2. The referenced securities are owned directly by Micropac Industries, Inc. Vermoegensverwaltungsgesellschaft buergerlichen Rechts, a partnership organized under the laws of the Federal Republic of Germany (the "Partnership"). Prior to August 8, 2023, the Partnership was owned 99.98% by Mr. Heinz-Werner Hempel and 0.01% by each of Mr. Robert Patrick Hempel and Ms. Maria Hempel-Bowe (formerly known as Ms. Maria Theresa Hempel). Upon the death of Mr. Heinz-Werner Hempel on August 8. 2023, and pursuant to the provisions of his last will and testament, each of Mr. Robert Patrick Hempel and Ms. Maria Hempel-Bowe became successors to 50% of his interest in the Partnership, such that each of Mr. Robert Patrick Hempel and Ms. Maria Hempel-Bowe now have a 50% interest in the Partnership.
3. By virtue of their status as partners in the Partnership and their related rights and powers, each of Mr. Robert Patrick Hempel and Ms. Maria Hempel-Bowe may be deemed to beneficially own the shares of the Company that are beneficially owned by the Partnership.
Remarks:
/s/ Robert Patrick Hempel 12/30/2024
** Signature of Reporting Person Date
Reminder: Report on a separate line for each class of securities beneficially owned directly or indirectly.

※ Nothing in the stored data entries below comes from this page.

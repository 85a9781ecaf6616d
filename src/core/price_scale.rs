use serde::{Deserialize, Serialize};

use crate::error::{OverlayError, OverlayResult};

/// Mapping mode used by the price scale.
#[derive(Debug, Clone, Copy, PartialEq, Eq, Serialize, Deserialize, Default)]
pub enum PriceScaleMode {
    /// Uniform spacing in raw price units.
    #[default]
    Linear,
    /// Uniform spacing in natural-log price units (all prices must be > 0).
    Log,
}

/// Price axis model mapped to an inverted Y pixel axis with top/bottom margins.
#[derive(Debug, Clone, Copy, PartialEq, Serialize, Deserialize)]
pub struct PriceScale {
    domain_start: f64,
    domain_end: f64,
    mode: PriceScaleMode,
    #[serde(default)]
    top_margin_ratio: f64,
    #[serde(default)]
    bottom_margin_ratio: f64,
}

impl PriceScale {
    pub fn new(price_min: f64, price_max: f64) -> OverlayResult<Self> {
        Self::with_mode(price_min, price_max, PriceScaleMode::Linear)
    }

    pub fn with_mode(price_min: f64, price_max: f64, mode: PriceScaleMode) -> OverlayResult<Self> {
        if !price_min.is_finite() || !price_max.is_finite() || price_min == price_max {
            return Err(OverlayError::InvalidData(
                "price domain must be finite and non-zero".to_owned(),
            ));
        }
        if mode == PriceScaleMode::Log && price_min.min(price_max) <= 0.0 {
            return Err(OverlayError::InvalidData(
                "log price domain must be > 0".to_owned(),
            ));
        }
        Ok(Self {
            domain_start: price_min.min(price_max),
            domain_end: price_min.max(price_max),
            mode,
            top_margin_ratio: 0.0,
            bottom_margin_ratio: 0.0,
        })
    }

    pub fn with_margins(mut self, top: f64, bottom: f64) -> OverlayResult<Self> {
        if !top.is_finite() || !bottom.is_finite() || top < 0.0 || bottom < 0.0 || top + bottom >= 1.0
        {
            return Err(OverlayError::InvalidData(
                "price scale margins must be finite, >= 0 and sum to < 1".to_owned(),
            ));
        }
        self.top_margin_ratio = top;
        self.bottom_margin_ratio = bottom;
        Ok(self)
    }

    #[must_use]
    pub fn domain(self) -> (f64, f64) {
        (self.domain_start, self.domain_end)
    }

    #[must_use]
    pub fn mode(self) -> PriceScaleMode {
        self.mode
    }

    pub fn set_domain(&mut self, price_min: f64, price_max: f64) -> OverlayResult<()> {
        let rebuilt = Self::with_mode(price_min, price_max, self.mode)?;
        self.domain_start = rebuilt.domain_start;
        self.domain_end = rebuilt.domain_end;
        Ok(())
    }

    pub fn price_to_pixel(self, price: f64, height_px: f64) -> OverlayResult<f64> {
        validate_height(height_px)?;
        let transformed = self.transform(price)?;
        let (min, max) = self.transformed_domain()?;
        let top = height_px * self.top_margin_ratio;
        let internal = height_px * (1.0 - self.top_margin_ratio - self.bottom_margin_ratio);
        let ratio = (transformed - min) / (max - min);
        Ok(top + (1.0 - ratio) * internal)
    }

    pub fn pixel_to_price(self, pixel: f64, height_px: f64) -> OverlayResult<f64> {
        validate_height(height_px)?;
        if !pixel.is_finite() {
            return Err(OverlayError::InvalidData("pixel must be finite".to_owned()));
        }
        let (min, max) = self.transformed_domain()?;
        let top = height_px * self.top_margin_ratio;
        let internal = height_px * (1.0 - self.top_margin_ratio - self.bottom_margin_ratio);
        let ratio = 1.0 - (pixel - top) / internal;
        let transformed = min + ratio * (max - min);
        Ok(match self.mode {
            PriceScaleMode::Linear => transformed,
            PriceScaleMode::Log => transformed.exp(),
        })
    }

    fn transform(self, price: f64) -> OverlayResult<f64> {
        if !price.is_finite() {
            return Err(OverlayError::InvalidData("price must be finite".to_owned()));
        }
        match self.mode {
            PriceScaleMode::Linear => Ok(price),
            PriceScaleMode::Log if price > 0.0 => Ok(price.ln()),
            PriceScaleMode::Log => Err(OverlayError::InvalidData(
                "log scale price must be > 0".to_owned(),
            )),
        }
    }

    fn transformed_domain(self) -> OverlayResult<(f64, f64)> {
        Ok((self.transform(self.domain_start)?, self.transform(self.domain_end)?))
    }
}

fn validate_height(height_px: f64) -> OverlayResult<()> {
    if !height_px.is_finite() || height_px <= 0.0 {
        return Err(OverlayError::GeometryUnavailable(format!(
            "price axis height must be finite and > 0, got {height_px}"
        )));
    }
    Ok(())
}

* If the form is filed by more than one reporting person, see Instruction 4 (b)(v).
** Intentional misstatements or omissions of facts constitute Federal Criminal Violations See 18 U.S.C. 1001 and 15 U.S.C. 78ff(a).
Note: File three copies of this Form, one of which must be manually signed. If space is insufficient, see Instruction 6 for procedure.
Persons who respond to the collection of information contained in this form are not required to respond unless the form displays a currently valid OMB Number.